Near Real time sync is the term we’ll use along this blog post to refer to the following scenario:
“When you want to keep data flowing constantly from one system to another”
As you might imagine the keyword in the scenario definition here is constantly. That means, periodically the application will move whatever entity/data you care about from the source system to its destination system. The periodicity really depends on what the application is synchronizing. If you are moving purchase orders for a large retailer you could allow the application a few minutes between each synchronization. Now, if we are dealing with Banking transaction you’ll probably like to change that to something in the order of a few seconds or even a hundred milliseconds, unless you really like to deal with very angry people.
The nice thing about the template we’ll use as example is that such change in the behaviour of the application is very simple, just an small change in a properties file’s line.
How does it work?
As I mentioned before the objective of this template is to move data periodically from one system to another one. In order to do that there are few things to solve. The first decision you have to make is choose between these two approaches:
- Push: It means that your application will be notified of the fact that there is new data to be synchronized
- Poll: It means that your application will be in charge of figuring out what new data is there that needs to be synchronized
Poll & Watermark
For this Template we’ve chosen the Poll Approach. The reason behind this is that not many systems out there have the capability to notify changes, and some of the ones that do offer this capability do so in an unreliable way. That means for instance, that they will try to push a message without knowing wether you application is listening or not, or that they offer no ACK mechanism so they don’t ensure that the destination system actually receive the message successfully. In any event the main problem here is message losses.

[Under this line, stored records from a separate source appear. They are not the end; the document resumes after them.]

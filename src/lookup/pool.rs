//! Bounded lookup pool
//!
//! A fixed number of tokio tasks drain one shared queue of identifiers.
//! Popping the queue is the only contended operation. Workers send each
//! outcome over a channel as soon as it is known, and the map is built by
//! the caller once every worker has exited.

use crate::config::LookupConfig;
use crate::lookup::LookupOutcome;
use crate::provider::{PageResult, SearchProvider, SearchRequest};
use std::collections::{BTreeMap, HashSet, VecDeque};
use std::sync::{Arc, Mutex};
use tokio::sync::mpsc;
use tokio::task::JoinSet;
use tokio_util::sync::CancellationToken;

type WorkQueue = Arc<Mutex<VecDeque<String>>>;

/// Resolves identifiers to records with bounded concurrency
pub struct LookupPool {
    provider: Arc<dyn SearchProvider>,
    config: LookupConfig,
    cancel: Option<CancellationToken>,
}

impl LookupPool {
    pub fn new(provider: Arc<dyn SearchProvider>, config: LookupConfig) -> Self {
        Self {
            provider,
            config,
            cancel: None,
        }
    }

    /// Sets a token that stops workers before their next identifier
    pub fn with_cancellation(mut self, token: CancellationToken) -> Self {
        self.cancel = Some(token);
        self
    }

    /// Number of workers for `requested` concurrency over `ids` identifiers
    pub fn worker_count(&self, requested: usize, ids: usize) -> usize {
        requested
            .clamp(1, self.config.max_concurrency.max(1))
            .min(ids)
    }

    /// Resolves ids using the configured concurrency
    pub async fn resolve(&self, ids: &[String], location_id: &str) -> BTreeMap<String, LookupOutcome> {
        self.resolve_all(ids, location_id, self.config.concurrency)
            .await
    }

    /// Resolves every distinct id, returning one outcome per id
    ///
    /// Never fails: a failed search becomes an `error` outcome for that id,
    /// and an id left unresolved by cancellation or a crashed worker gets an
    /// `error` outcome too.
    pub async fn resolve_all(
        &self,
        ids: &[String],
        location_id: &str,
        concurrency: usize,
    ) -> BTreeMap<String, LookupOutcome> {
        let mut seen = HashSet::new();
        let unique: Vec<String> = ids
            .iter()
            .map(|id| id.trim())
            .filter(|id| !id.is_empty() && seen.insert(id.to_string()))
            .map(str::to_string)
            .collect();

        let workers = self.worker_count(concurrency, unique.len());
        if workers == 0 {
            return BTreeMap::new();
        }

        tracing::info!(
            "Resolving {} ids with {} workers (requested {})",
            unique.len(),
            workers,
            concurrency
        );

        let queue: WorkQueue = Arc::new(Mutex::new(unique.iter().cloned().collect()));
        let location_id: Arc<str> = Arc::from(location_id);

        let (sender, mut receiver) = mpsc::unbounded_channel();
        let mut join_set = JoinSet::new();
        for worker in 0..workers {
            let provider = Arc::clone(&self.provider);
            let queue = Arc::clone(&queue);
            let location_id = Arc::clone(&location_id);
            let cancel = self.cancel.clone();
            let page_size = self.config.page_size;
            let sender = sender.clone();

            join_set.spawn(async move {
                run_worker(worker, provider, queue, location_id, page_size, cancel, sender).await
            });
        }
        drop(sender);

        while let Some(result) = join_set.join_next().await {
            if let Err(e) = result {
                tracing::error!("Lookup worker failed: {}", e);
            }
        }

        // Every sender is gone once the workers have exited
        let mut outcomes = BTreeMap::new();
        while let Some(outcome) = receiver.recv().await {
            outcomes.insert(outcome.id.clone(), outcome);
        }

        let cancelled = self.cancel.as_ref().is_some_and(|t| t.is_cancelled());
        for id in unique {
            outcomes.entry(id.clone()).or_insert_with(|| {
                let reason = if cancelled {
                    "lookup cancelled before this id was resolved"
                } else {
                    "lookup worker stopped before this id was resolved"
                };
                LookupOutcome::error(id, reason)
            });
        }

        outcomes
    }
}

async fn run_worker(
    worker: usize,
    provider: Arc<dyn SearchProvider>,
    queue: WorkQueue,
    location_id: Arc<str>,
    page_size: u32,
    cancel: Option<CancellationToken>,
    outcomes: mpsc::UnboundedSender<LookupOutcome>,
) {
    let mut resolved = 0usize;

    loop {
        if cancel.as_ref().is_some_and(|t| t.is_cancelled()) {
            tracing::debug!("Lookup worker {} cancelled", worker);
            break;
        }

        let id = match pop(&queue) {
            Some(id) => id,
            None => break,
        };

        // Each search runs in its own task so a panic costs one id, not the worker
        let search = {
            let provider = Arc::clone(&provider);
            let request = SearchRequest::new(id.as_str(), &*location_id, page_size, 1);
            tokio::spawn(async move { provider.search(&request).await })
        };

        let outcome = match search.await {
            Ok(Ok(page)) => classify(&id, page),
            Ok(Err(e)) => {
                tracing::warn!("Lookup for '{}' failed: {}", id, e);
                LookupOutcome::error(id, e.to_string())
            }
            Err(e) => {
                tracing::error!("Lookup for '{}' aborted: {}", id, e);
                LookupOutcome::error(id, format!("lookup task failed: {}", e))
            }
        };

        if outcomes.send(outcome).is_err() {
            break;
        }
        resolved += 1;
    }

    tracing::debug!("Lookup worker {} resolved {} ids", worker, resolved);
}

fn pop(queue: &WorkQueue) -> Option<String> {
    queue
        .lock()
        .unwrap_or_else(|poisoned| poisoned.into_inner())
        .pop_front()
}

/// Classifies the records returned for `id`
pub fn classify(id: &str, page: PageResult) -> LookupOutcome {
    let mut records = page.entities;

    if let Some(position) = records.iter().position(|record| record.matches_id(id)) {
        return LookupOutcome::exact(id, records.swap_remove(position));
    }

    let candidates = records.len();
    match records.into_iter().next() {
        Some(first) => LookupOutcome::fuzzy(id, first, candidates),
        None => LookupOutcome::missing(id),
    }
}

#[cfg(test)]
mod tests {
    use super::*;
    use crate::entity::Entity;
    use crate::lookup::MatchKind;
    use crate::provider::testing::{page, ScriptedProvider};
    use crate::provider::TransportError;
    use async_trait::async_trait;
    use serde_json::json;
    use std::sync::atomic::{AtomicUsize, Ordering};
    use std::time::Duration;

    fn record(id: &str) -> Entity {
        Entity::new(json!({ "productId": id, "description": format!("Product {}", id) }))
    }

    fn ids(list: &[&str]) -> Vec<String> {
        list.iter().map(|s| s.to_string()).collect()
    }

    fn pool(provider: Arc<dyn SearchProvider>) -> LookupPool {
        LookupPool::new(provider, LookupConfig::default())
    }

    #[tokio::test]
    async fn test_sequential_exact_matches() {
        let provider = Arc::new(
            ScriptedProvider::new()
                .with_page("A", 1, page(vec![record("A")], None))
                .with_page("B", 1, page(vec![record("B")], None))
                .with_page("C", 1, page(vec![record("C")], None)),
        );

        let outcomes = pool(provider.clone())
            .resolve_all(&ids(&["A", "B", "C"]), "loc-1", 1)
            .await;

        assert_eq!(outcomes.len(), 3);
        assert!(outcomes.values().all(|o| o.match_kind == MatchKind::Exact));
        assert_eq!(provider.call_count(), 3);

        let calls = provider.calls();
        assert!(calls.iter().all(|r| r.page_size == 5 && r.cursor == 1 && r.location_id == "loc-1"));
    }

    #[tokio::test]
    async fn test_match_kinds() {
        let secondary = Entity::new(json!({ "productId": "999", "upc": "S" }));
        let provider = Arc::new(
            ScriptedProvider::new()
                .with_page("E", 1, page(vec![record("X"), record("E")], None))
                .with_page("S", 1, page(vec![secondary.clone()], None))
                .with_page("F", 1, page(vec![record("F1"), record("F2")], None))
                .with_error("X", 1, TransportError::Status { status: 500, body: "down".into() }),
        );

        let outcomes = pool(provider)
            .resolve_all(&ids(&["E", "S", "F", "M", "X"]), "loc-1", 4)
            .await;

        assert_eq!(outcomes["E"].match_kind, MatchKind::Exact);
        assert_eq!(outcomes["E"].record, Some(record("E")));
        assert_eq!(outcomes["S"].match_kind, MatchKind::Exact);
        assert_eq!(outcomes["S"].record, Some(secondary));

        assert_eq!(outcomes["F"].match_kind, MatchKind::Fuzzy);
        assert_eq!(outcomes["F"].record, Some(record("F1")));

        assert_eq!(outcomes["M"].match_kind, MatchKind::Missing);
        assert!(outcomes["M"].record.is_none());

        assert_eq!(outcomes["X"].match_kind, MatchKind::Error);
        assert!(outcomes["X"].message.as_deref().unwrap().contains("500"));
    }

    #[tokio::test]
    async fn test_empty_ids() {
        let provider = Arc::new(ScriptedProvider::new());
        let outcomes = pool(provider.clone()).resolve_all(&[], "loc-1", 8).await;

        assert!(outcomes.is_empty());
        assert_eq!(provider.call_count(), 0);
    }

    #[tokio::test]
    async fn test_duplicate_ids_looked_up_once() {
        let provider = Arc::new(ScriptedProvider::new().with_page("A", 1, page(vec![record("A")], None)));
        let outcomes = pool(provider.clone())
            .resolve_all(&ids(&["A", " A", "A ", ""]), "loc-1", 8)
            .await;

        assert_eq!(outcomes.len(), 1);
        assert_eq!(provider.call_count(), 1);
    }

    #[test]
    fn test_worker_count_clamps() {
        let config = LookupConfig {
            max_concurrency: 4,
            ..LookupConfig::default()
        };
        let pool = LookupPool::new(Arc::new(ScriptedProvider::new()), config);

        assert_eq!(pool.worker_count(0, 10), 1);
        assert_eq!(pool.worker_count(3, 10), 3);
        assert_eq!(pool.worker_count(100, 10), 4);
        assert_eq!(pool.worker_count(100, 2), 2);
        assert_eq!(pool.worker_count(8, 0), 0);
    }

    /// Tracks how many searches are in flight at once
    #[derive(Default)]
    struct InFlightTracker {
        current: AtomicUsize,
        peak: AtomicUsize,
    }

    #[async_trait]
    impl SearchProvider for InFlightTracker {
        async fn search(&self, request: &SearchRequest) -> Result<PageResult, TransportError> {
            let now = self.current.fetch_add(1, Ordering::SeqCst) + 1;
            self.peak.fetch_max(now, Ordering::SeqCst);
            tokio::time::sleep(Duration::from_millis(10)).await;
            self.current.fetch_sub(1, Ordering::SeqCst);
            Ok(page(vec![record(&request.term)], None))
        }
    }

    #[tokio::test]
    async fn test_in_flight_bounded_by_max_concurrency() {
        let tracker = Arc::new(InFlightTracker::default());
        let config = LookupConfig {
            max_concurrency: 3,
            ..LookupConfig::default()
        };
        let ids: Vec<String> = (0..12).map(|n| format!("id-{}", n)).collect();

        let outcomes = LookupPool::new(tracker.clone(), config)
            .resolve_all(&ids, "loc-1", 50)
            .await;

        assert_eq!(outcomes.len(), 12);
        assert!(outcomes.values().all(|o| o.match_kind == MatchKind::Exact));
        let peak = tracker.peak.load(Ordering::SeqCst);
        assert!(peak <= 3, "peak in-flight was {}", peak);
        assert!(peak >= 1);
    }

    struct PanickingProvider;

    #[async_trait]
    impl SearchProvider for PanickingProvider {
        async fn search(&self, _request: &SearchRequest) -> Result<PageResult, TransportError> {
            panic!("provider blew up");
        }
    }

    #[tokio::test]
    async fn test_panicked_worker_does_not_fail_pool() {
        let outcomes = pool(Arc::new(PanickingProvider))
            .resolve_all(&ids(&["A"]), "loc-1", 1)
            .await;

        assert_eq!(outcomes["A"].match_kind, MatchKind::Error);
    }

    /// Panics on one term and answers every other term with an exact record
    #[derive(Default)]
    struct PanicOnTerm {
        calls: AtomicUsize,
    }

    #[async_trait]
    impl SearchProvider for PanicOnTerm {
        async fn search(&self, request: &SearchRequest) -> Result<PageResult, TransportError> {
            self.calls.fetch_add(1, Ordering::SeqCst);
            if request.term == "B" {
                panic!("provider blew up on B");
            }
            Ok(page(vec![record(&request.term)], Some(1)))
        }
    }

    #[tokio::test]
    async fn test_panic_costs_only_that_id() {
        let provider = Arc::new(PanicOnTerm::default());

        let outcomes = pool(provider.clone())
            .resolve_all(&ids(&["A", "B", "C"]), "loc-1", 1)
            .await;

        assert_eq!(outcomes.len(), 3);
        assert_eq!(outcomes["A"].match_kind, MatchKind::Exact);
        assert_eq!(outcomes["B"].match_kind, MatchKind::Error);
        assert!(outcomes["B"].message.as_deref().unwrap().contains("lookup task failed"));
        assert_eq!(outcomes["C"].match_kind, MatchKind::Exact);
        assert_eq!(provider.calls.load(Ordering::SeqCst), 3);
    }

    #[tokio::test]
    async fn test_cancelled_pool_makes_no_calls() {
        let provider = Arc::new(ScriptedProvider::new());
        let token = CancellationToken::new();
        token.cancel();

        let outcomes = pool(provider.clone())
            .with_cancellation(token)
            .resolve_all(&ids(&["A", "B"]), "loc-1", 2)
            .await;

        assert_eq!(provider.call_count(), 0);
        assert_eq!(outcomes.len(), 2);
        assert!(outcomes["A"].message.as_deref().unwrap().contains("cancelled"));
    }

    #[test]
    fn test_classify_prefers_exact_over_first() {
        let result = classify("B", page(vec![record("A"), record("B")], None));
        assert_eq!(result.match_kind, MatchKind::Exact);
        assert_eq!(result.record.and_then(|r| r.primary_id()), Some("B".to_string()));
    }
}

A reliable application cannot afford to lose a message signalling the creation or update of an entity.
Last but not least several systems out there do offer ways to query for data which is what we need to implement our Poll approach, thus this solution applies to a broader number of source systems.
Now that we’ve decided to use the Poll approach we can define the Mule components to use, and of course we’ve chosen the Poll component with its watermark feature.
The Poll component in it most simple way of working just runs every certain period of time executing the message processor inside of it, thus triggering a flow and the payload of the message entering the flow will be whatever the result of execution of the message processor was.
As we are going to be polling information from a source system, we must tell it what do we need and here is where we use the watermark functionality. In short the watermark functionality will allow us to delegate in the poll component the responsibility of:
- Selecting the watermark value to be used in the current run
- Analyse the returned payload and choose the next watermark to be used in the following run.
I could give you a detailed overview on how Poll and watermarking works but there is already a cool blog out there for that, you can find it here: Link.
The Batch Module is a really powerful tool and there are tons of documentation to learn how it works, you could start reading these two blogs:
Nevertheless I’ll like to provide a really short introduction to it so you can get a hold of how it works.
The batch module divides its work in three stages:
- Input Stage
- Process Stage
- On complete Stage
The Input Stage
The input stage is the first thing that runs when you execute a batch job. You can do several things inside this stage but you need to ensure that the payload contained in the message after the execution of the last message processor is either an iterable, and Iterator or an array . You can also leave then Input stage empty in which case the previous consideration should be taken for the payload in the message previous to the call of Batch Execute message processor. The final task of the Input Stage, which is implicit i.e. build in into the Batch Module, will transform each item in the iterable/Iterator/array payload into a Record. This is a very important fact to understand, from this point onward you could not access the original payload in this form you’ll only deal with Records. It is worth noticing that this stage runs on the same thread that called the Batch Execute message processor, but once the stage is done consuming all the items in the payload this thread will return, that is the Process Stage runs in a different thread.
The Process Stage
The process stage is divided into Steps. Each step will receive a Record to process.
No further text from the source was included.